In a democracy the truth is what the majority says it is. There is no central authority to arbitrate and there’s no written text that cannot be debated. The law itself becomes a source of dispute and contention in order to bring the dispute to the people for a vote between opposing opinions. Similarly, the market place is about winning market share by convincing customers you have the best product. There’s no right product or service, just arguments and competition between them to win the crowd.
This is a good time to mention something the Persian King Cyrus the Great observed about the Greeks. Herodotus describes Cyrus’s meeting with the Spartan envoy Lacrines, who warns the Persian king against destroying a Greek city. Cyrus’s replied that he feared no people who cheated one another on the Agora.
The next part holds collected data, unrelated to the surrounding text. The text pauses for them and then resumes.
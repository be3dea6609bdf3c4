//! Policy declarations and resolution.
//!
//! A policy is resolved per operation id by layering, lowest first:
//! [`PolicyDefaults`], the registered [`PolicyDeclaration`], and a dynamic
//! [`PolicyOverride`]. Every declaration field is optional so each layer only
//! replaces what it sets.

mod overrides;
mod resolver;

pub use overrides::{InMemoryOverrideStore, OverrideStore};
pub use resolver::ConfigResolver;

use std::time::Duration;

use serde::{Deserialize, Serialize};

use crate::duplicate::DuplicatePolicy;
use crate::error::{ProtectionError, Result};
use crate::idempotency::IdempotencyPolicy;
use crate::key::{Dimension, IdempotencyKeySource};
use crate::ratelimit::{Algorithm, AlgorithmParams, ExceedStrategy, LimitSpec, MAX_WINDOW_SECS};

/// Policy attached to an operation, as data.
#[derive(Debug, Clone, Default, PartialEq, Serialize, Deserialize)]
#[serde(default)]
pub struct PolicyDeclaration {
    pub enabled: Option<bool>,
    pub dimension: Option<Dimension>,
    pub permits: Option<u64>,
    pub window_secs: Option<u64>,
    pub algorithm: Option<Algorithm>,
    pub strategy: Option<ExceedStrategy>,
    pub queue_timeout_ms: Option<u64>,
    /// Token/leaky bucket capacity
    pub capacity: Option<f64>,
    /// Token refill or leak rate per second
    pub refill_rate: Option<f64>,
    pub idempotency_timeout_secs: Option<u64>,
    pub duplicate_interval_secs: Option<u64>,
    pub replay_result: Option<bool>,
    pub cache_result: Option<bool>,
    pub retry_on_failure: Option<bool>,
    /// Expression for the custom dimension and duplicate-guard keys
    pub key_expression: Option<String>,
    pub idempotency_key: Option<IdempotencyKeySource>,
    /// Rejection message for every mechanism on this operation
    pub message: Option<String>,
    /// Where the declaration came from, for conflict reports
    pub site: Option<String>,
}

impl PolicyDeclaration {
    /// A rate limit declaration.
    pub fn limit(dimension: Dimension, permits: u64, window_secs: u64) -> Self {
        Self {
            dimension: Some(dimension),
            permits: Some(permits),
            window_secs: Some(window_secs),
            ..Default::default()
        }
    }

    pub fn with_algorithm(mut self, algorithm: Algorithm) -> Self {
        self.algorithm = Some(algorithm);
        self
    }

    pub fn at(mut self, site: impl Into<String>) -> Self {
        self.site = Some(site.into());
        self
    }

    /// Permits per second after filling gaps from `defaults`; lower is
    /// more restrictive.
    pub(crate) fn rate(&self, defaults: &PolicyDefaults) -> f64 {
        let permits = self.permits.unwrap_or(defaults.permits) as f64;
        let window = self.window_secs.unwrap_or(defaults.window_secs).max(1) as f64;
        permits / window
    }

    pub(crate) fn quota(&self, defaults: &PolicyDefaults) -> (u64, u64) {
        (
            self.permits.unwrap_or(defaults.permits),
            self.window_secs.unwrap_or(defaults.window_secs),
        )
    }
}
In other words, at the heart of the market place is a lie. The seller tries to deceive the buyer and the buyer tries to deceive the seller. The same can be said for debate in a democracy.
This suggests sophistry is a naturally occurring product of democracy. Sophistry is to a democracy what marketing is to the free market. When there is a product to be sold, a pitch man arrives to sell it. As soon as there is the first vote, a debater arrives to plead the case, on behalf of the highest bidder. If cheating is the true currency of the market, sophistry and deception are the currency of every democracy. There is no truth in the market place and there is no truth in public debate. There is only equilibria.
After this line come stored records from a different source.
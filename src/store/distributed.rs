//! Redis-backed protection store.
//!
//! Every compound operation is a server-side Lua script, so concurrent
//! instances sharing one Redis see the same linearizable outcome. Scripts take
//! the caller's clock reading as an argument; instances are expected to run
//! with reasonably synchronized clocks.

use std::collections::HashMap;
use std::fmt;
use std::future::Future;
use std::sync::Arc;
use std::time::Duration;

use async_trait::async_trait;
use redis::aio::ConnectionManager;
use redis::{Client, Script};
use tracing::{debug, info};

use super::{scripts, strip_pattern, ProtectionRecord, ProtectionStore, RecordUpdate, Updated};
use crate::clock::{millis_of, Clock, SystemClock};
use crate::error::{StoreError, StoreResult};
use crate::key::ProtectionKey;
use crate::ratelimit::{Algorithm, RateLimitDecision, WindowRequest};

const SCAN_BATCH: usize = 100;

/// Connection and timing settings for [`DistributedStore`].
#[derive(Debug, Clone)]
pub struct DistributedStoreConfig {
    /// Redis connection URL
    pub url: String,
    /// Extra physical retention beyond a record's logical expiry
    pub ttl_buffer: Duration,
    /// Upper bound on a single store call
    pub command_timeout: Duration,
    /// Upper bound on establishing the connection
    pub connect_timeout: Duration,
}

impl Default for DistributedStoreConfig {
    fn default() -> Self {
        Self {
            url: "redis://127.0.0.1/".to_string(),
            ttl_buffer: Duration::from_secs(5),
            command_timeout: Duration::from_millis(500),
            connect_timeout: Duration::from_secs(2),
        }
    }
}

/// Protection store shared across instances through Redis.
#[derive(Clone)]
pub struct DistributedStore {
    connection: ConnectionManager,
    config: DistributedStoreConfig,
    clock: Arc<dyn Clock>,
    get_or_create: Arc<Script>,
    compare_and_update: Arc<Script>,
    exists_live: Arc<Script>,
    get_live: Arc<Script>,
    windows: Arc<HashMap<Algorithm, Script>>,
}

impl fmt::Debug for DistributedStore {
    fn fmt(&self, f: &mut fmt::Formatter<'_>) -> fmt::Result {
        f.debug_struct("DistributedStore")
            .field("config", &self.config)
            .finish_non_exhaustive()
    }
}

impl DistributedStore {
    /// Connect with default settings.
    pub async fn connect(url: &str) -> StoreResult<Self> {
        Self::connect_with_config(DistributedStoreConfig {
            url: url.to_string(),
            ..Default::default()
        })
        .await
    }

    /// Connect with explicit settings on the system clock.
    pub async fn connect_with_config(config: DistributedStoreConfig) -> StoreResult<Self> {
        Self::connect_with_clock(config, Arc::new(SystemClock::new())).await
    }

    /// Connect with explicit settings and clock.
    pub async fn connect_with_clock(
        config: DistributedStoreConfig,
        clock: Arc<dyn Clock>,
    ) -> StoreResult<Self> {
        let client = Client::open(config.url.as_str())?;
        let connection = tokio::time::timeout(config.connect_timeout, ConnectionManager::new(client))
            .await
            .map_err(|_| StoreError::Timeout(config.connect_timeout.as_millis() as u64))??;

        let windows = Algorithm::all()
            .into_iter()
            .map(|algorithm| (algorithm, Script::new(algorithm.strategy().script())))
            .collect();

        info!(url = %config.url, "Connected to distributed store");

        Ok(Self {
            connection,
            clock,
            get_or_create: Arc::new(Script::new(scripts::GET_OR_CREATE)),
            compare_and_update: Arc::new(Script::new(scripts::COMPARE_AND_UPDATE)),
            exists_live: Arc::new(Script::new(scripts::EXISTS_LIVE)),
            get_live: Arc::new(Script::new(scripts::GET_LIVE)),
            windows: Arc::new(windows),
            config,
        })
    }

    pub fn config(&self) -> &DistributedStoreConfig {
        &self.config
    }

    /// Bound a store call by the command timeout.
    async fn bounded<T, F>(&self, call: F) -> StoreResult<T>
    where
        F: Future<Output = redis::RedisResult<T>>,
    {
        match tokio::time::timeout(self.config.command_timeout, call).await {
            Ok(result) => result.map_err(StoreError::from),
            Err(_) => Err(StoreError::Timeout(
                self.config.command_timeout.as_millis() as u64,
            )),
        }
    }

    fn physical_ttl_ms(&self, logical_ms: u64) -> u64 {
        logical_ms
            .saturating_add(millis_of(self.config.ttl_buffer))
            .min(i64::MAX as u64)
    }
}

#[async_trait]
impl ProtectionStore for DistributedStore {
    fn backend(&self) -> &'static str {
        "redis"
    }

    async fn get_or_create(
        &self,
        key: &ProtectionKey,
        candidate: ProtectionRecord,
        ttl: Duration,
    ) -> StoreResult<(ProtectionRecord, bool)> {
        let encoded = serde_json::to_string(&candidate)?;
        let mut invocation = self.get_or_create.prepare_invoke();
        invocation
            .key(key.as_str())
            .arg(encoded)
            .arg(self.physical_ttl_ms(millis_of(ttl)))
            .arg(self.clock.now_millis());

        let mut conn = self.connection.clone();
        let (created, json): (i64, String) =
            self.bounded(invocation.invoke_async(&mut conn)).await?;
        Ok((serde_json::from_str(&json)?, created == 1))
    }

    async fn compare_and_update(
        &self,
        key: &ProtectionKey,
        update: &RecordUpdate,
    ) -> StoreResult<Option<Updated>> {
        let encoded = serde_json::to_string(update)?;
        let mut invocation = self.compare_and_update.prepare_invoke();
        invocation
            .key(key.as_str())
            .arg(encoded)
            .arg(self.clock.now_millis())
            .arg(millis_of(self.config.ttl_buffer));

        let mut conn = self.connection.clone();
        let reply: Option<(i64, String)> = self.bounded(invocation.invoke_async(&mut conn)).await?;
        match reply {
            Some((applied, json)) => Ok(Some(Updated {
                record: serde_json::from_str(&json)?,
                applied: applied == 1,
            })),
            None => Ok(None),
        }
    }

    async fn get(&self, key: &ProtectionKey) -> StoreResult<Option<ProtectionRecord>> {
        let mut invocation = self.get_live.prepare_invoke();
        invocation.key(key.as_str()).arg(self.clock.now_millis());

        let mut conn = self.connection.clone();
        let reply: Option<String> = self.bounded(invocation.invoke_async(&mut conn)).await?;
        match reply {
            Some(json) => Ok(Some(serde_json::from_str(&json)?)),
            None => Ok(None),
        }
    }

    async fn delete(&self, key: &ProtectionKey) -> StoreResult<bool> {
        let mut conn = self.connection.clone();
        let removed: i64 = self
            .bounded(redis::cmd("DEL").arg(key.as_str()).query_async(&mut conn))
            .await?;
        Ok(removed > 0)
    }

    async fn exists(&self, key: &ProtectionKey) -> StoreResult<bool> {
        let mut invocation = self.exists_live.prepare_invoke();
        invocation.key(key.as_str()).arg(self.clock.now_millis());

        let mut conn = self.connection.clone();
        let present: i64 = self.bounded(invocation.invoke_async(&mut conn)).await?;
        Ok(present == 1)
    }

    async fn count_by_prefix(&self, prefix: &str) -> StoreResult<usize> {
        let pattern = format!("{}*", strip_pattern(prefix));
        let mut conn = self.connection.clone();
        let mut cursor: u64 = 0;
        let mut total = 0;

        // Physically present keys; records past logical expiry but within
        // the retention buffer are included.
        loop {
            let (next, keys): (u64, Vec<String>) = self
                .bounded(
                    redis::cmd("SCAN")
                        .arg(cursor)
                        .arg("MATCH")
                        .arg(&pattern)
                        .arg("COUNT")
                        .arg(SCAN_BATCH)
                        .query_async(&mut conn),
                )
                .await?;
            total += keys.len();
            if next == 0 {
                break;
            }
            cursor = next;
        }

        debug!(pattern = %pattern, count = total, "Counted keys");
        Ok(total)
    }

    async fn evaluate_window(
        &self,
        key: &ProtectionKey,
        request: &WindowRequest,
    ) -> StoreResult<RateLimitDecision> {
        let strategy = request.algorithm.strategy();
        let script = self.windows.get(&request.algorithm).ok_or_else(|| {
            StoreError::Unavailable(format!("no script loaded for {}", request.algorithm))
        })?;

        let mut invocation = script.prepare_invoke();
        invocation
            .key(strategy.state_key(key, request))
            .arg(request.now_ms)
            .arg(request.window_ms)
            .arg(request.permits)
            .arg(request.capacity)
            .arg(request.rate)
            .arg(request.member.as_str())
            .arg(self.physical_ttl_ms(strategy.state_ttl_ms(request)));

        let mut conn = self.connection.clone();
        let (allowed, remaining, reset_at_ms, retry_after_ms): (i64, i64, i64, i64) =
            self.bounded(invocation.invoke_async(&mut conn)).await?;

        Ok(RateLimitDecision {
            allowed: allowed == 1,
            limit: request.permits,
            remaining: remaining.max(0) as u64,
            reset_at_ms,
            retry_after_ms: retry_after_ms.max(0) as u64,
        })
    }

    async fn ping(&self) -> StoreResult<()> {
        let mut conn = self.connection.clone();
        let _: String = self.bounded(redis::cmd("PING").query_async(&mut conn)).await?;
        Ok(())
    }
}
Finally, one unmistakable feature of itinerant YouTube philosophers is they have very thin skins, taking all criticism as an offense to their honor. A big part of the YouTube philosopher world is these guys doing videos attacking one another and responding to these attacks. Part of it is attention seeking. Most likely, the ancients relied on the same tactic to get noticed. People like drama and the best sort of drama is when two people get into a heated dispute in public. Again, it is safe to assume this was true in Athens.
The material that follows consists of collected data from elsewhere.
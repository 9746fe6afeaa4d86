// Copyright 2022 Webb Technologies Inc.
//
// Licensed under the Apache License, Version 2.0 (the "License");
// you may not use this file except in compliance with the License.
// You may obtain a copy of the License at
//
// http://www.apache.org/licenses/LICENSE-2.0
//
// Unless required by applicable law or agreed to in writing, software
// distributed under the License is distributed on an "AS IS" BASIS,
// WITHOUT WARRANTIES OR CONDITIONS OF ANY KIND, either express or implied.
// See the License for the specific language governing permissions and
// limitations under the License.

#![warn(missing_docs)]
//! # Membership Chain 🔗
//!
//! Everything the relayer reads from or writes to the Semaphore and Ombu
//! contracts goes through the [`MembershipChain`] trait, so the membership
//! core can run against a real node ([`EthersMembershipChain`]) or a
//! deterministic in-process chain ([`MockedMembershipChain`]).

use ethers::contract::{parse_log, EthEvent};
use ethers::types::{Address, Log, TransactionReceipt, H256, U256};

use ombu_relayer_types::{AccumulatorState, ChainMemberRecord};
use ombu_relayer_utils::{Error, Result};

/// Contract bindings.
pub mod contracts;
/// The ethers-backed chain client.
pub mod ethers_chain;
/// A deterministic in-process chain.
pub mod mocked;

pub use contracts::MemberAddedFilter;
pub use ethers_chain::{EthersClient, EthersMembershipChain, SignerClient};
pub use mocked::MockedMembershipChain;

/// A `eth_getLogs` query for one indexed group.
#[derive(Debug, Clone, PartialEq, Eq)]
pub struct LogQuery {
    /// The emitting contract.
    pub address: Address,
    /// The event signature (topic 0).
    pub signature: H256,
    /// The indexed group id (topic 1).
    pub group_id: U256,
    /// First block, inclusive.
    pub from_block: u64,
    /// Last block, inclusive.
    pub to_block: u64,
}

impl LogQuery {
    /// Number of blocks covered by the query.
    pub fn width(&self) -> u64 {
        self.to_block.saturating_sub(self.from_block) + 1
    }
}

/// A `voteOnPost` call.
#[derive(Debug, Clone, Copy, PartialEq, Eq)]
pub struct VoteCall {
    /// The group the post belongs to.
    pub group_id: U256,
    /// The voted post.
    pub post_id: U256,
    /// Upvote or downvote.
    pub is_upvote: bool,
    /// The voter identity commitment.
    pub commitment: U256,
}

/// The chain, as seen by the membership core.
#[async_trait::async_trait]
pub trait MembershipChain: Send + Sync {
    /// Address of the Semaphore contract.
    fn semaphore_address(&self) -> Address;
    /// Address of the Ombu contract.
    fn ombu_address(&self) -> Address;
    /// The latest block number.
    async fn latest_block_number(&self) -> Result<u64>;
    /// Timestamp (unix seconds) of a block, `None` if the block is unknown.
    async fn block_timestamp(&self, block: u64) -> Result<Option<u64>>;
    /// Balance of the relayer signing account, in wei.
    async fn relayer_balance(&self) -> Result<U256>;
    /// Ombu `groupCounter()`.
    async fn group_counter(&self) -> Result<U256>;
    /// Ombu `groups(index)`: the Semaphore group id of the `index`th group.
    async fn group_at(&self, index: U256) -> Result<U256>;
    /// Ombu `groupNames(groupId)`.
    async fn group_name(&self, group_id: U256) -> Result<String>;
    /// Semaphore root, depth and size of a group.
    ///
    /// Fails with [`Error::GroupNotFound`] when the group does not exist.
    async fn accumulator(&self, group_id: U256) -> Result<AccumulatorState>;
    /// Ombu `isGroupMember(groupId, commitment)`.
    async fn is_member(&self, group_id: U256, commitment: U256) -> Result<bool>;
    /// Raw logs matching the query.
    ///
    /// Fails with [`Error::RangeTooLarge`] when the node refuses the range.
    async fn logs(&self, query: &LogQuery) -> Result<Vec<Log>>;
    /// Sends Ombu `addMember(groupId, commitment)`, returns the tx hash.
    async fn submit_add_member(
        &self,
        group_id: U256,
        commitment: U256,
    ) -> Result<H256>;
    /// Sends Ombu `voteOnPost(...)`, returns the tx hash.
    async fn submit_vote(&self, vote: VoteCall) -> Result<H256>;
    /// Waits until the transaction is mined.
    ///
    /// Resolves to `None` when the transaction was dropped. Never returns on
    /// its own while the transaction is pending, callers bound it with a
    /// timeout.
    async fn wait_for_receipt(
        &self,
        tx_hash: H256,
    ) -> Result<Option<TransactionReceipt>>;
}

/// `groups(groupCounter - 1)`: the most recently created Ombu group.
///
/// Fails with [`Error::NoGroups`] when the contract has none.
pub async fn latest_group(chain: &dyn MembershipChain) -> Result<U256> {
    let counter = chain.group_counter().await?;
    if counter.is_zero() {
        return Err(Error::NoGroups);
    }
    chain.group_at(counter - 1).await
}

/// Topic 0 of `MemberAdded`.
pub fn member_added_signature() -> H256 {
    MemberAddedFilter::signature()
}

/// Decodes a `MemberAdded` log, including its position metadata.
pub fn decode_member_added(log: &Log) -> Result<ChainMemberRecord> {
    let event: MemberAddedFilter =
        parse_log(log.clone()).map_err(|e| Error::Decode {
            reason: e.to_string(),
        })?;
    let group_id = log
        .topics
        .get(1)
        .map(|topic| U256::from_big_endian(topic.as_bytes()))
        .ok_or_else(|| Error::Decode {
            reason: "MemberAdded log without an indexed group id".into(),
        })?;
    let block_number = log.block_number.ok_or_else(|| Error::Decode {
        reason: "MemberAdded log from a pending block".into(),
    })?;
    let chain_index =
        u64::try_from(event.index).map_err(|_| Error::Decode {
            reason: format!("leaf index {} does not fit in u64", event.index),
        })?;
    Ok(ChainMemberRecord {
        group_id,
        chain_index,
        commitment: event.identity_commitment,
        merkle_tree_root: Some(event.merkle_tree_root),
        block_number: block_number.as_u64(),
        transaction_index: log
            .transaction_index
            .map(|i| i.as_u64())
            .unwrap_or_default(),
        log_index: log
            .log_index
            .map(|i| i.low_u64())
            .unwrap_or_default(),
        transaction_hash: log.transaction_hash.unwrap_or_default(),
    })
}

/// The `MemberAdded` event of `group_id` in a receipt, emitted by `semaphore`.
pub fn member_added_in_receipt(
    receipt: &TransactionReceipt,
    semaphore: Address,
    group_id: U256,
    commitment: U256,
) -> Option<ChainMemberRecord> {
    let signature = member_added_signature();
    receipt
        .logs
        .iter()
        .filter(|log| log.address == semaphore)
        .filter(|log| log.topics.first() == Some(&signature))
        .filter_map(|log| {
            // receipt logs may lack metadata, fill it from the receipt
            let mut log = log.clone();
            log.block_number = log.block_number.or(receipt.block_number);
            log.transaction_hash =
                log.transaction_hash.or(Some(receipt.transaction_hash));
            match decode_member_added(&log) {
                Ok(member) => Some(member),
                Err(e) => {
                    tracing::warn!(%e, "Skipping malformed MemberAdded log");
                    None
                }
            }
        })
        .find(|member| {
            member.group_id == group_id && member.commitment == commitment
        })
}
Another part of it though is the fact that status within the sophist community is determined by how one’s persuasion game is judged. If other sophists are picking you apart, you have to defend yourself, as they are literally trying to harm you. Criticizing the argument is the same as criticizing the man. When rhetoric is the coin of the realm, someone appearing to diminish your rhetoric game is stealing money from your pocket. It’s why a Molyneux feels the need to respond to a two year old video ripping his book.
Spengler observed that there is a cosmopolitan condition both at the beginning and at the end of every Culture. The one at the beginning is the flowering of that culture that comes from the work of those who built it. The one at the end is more like a funeral march for the death of those who made the culture possible. The sophist flourished in the golden age of Greece. It was the full becoming of Greek culture. Perhaps we are experiencing something similar. Our explosion of sophistry is our denouement as well.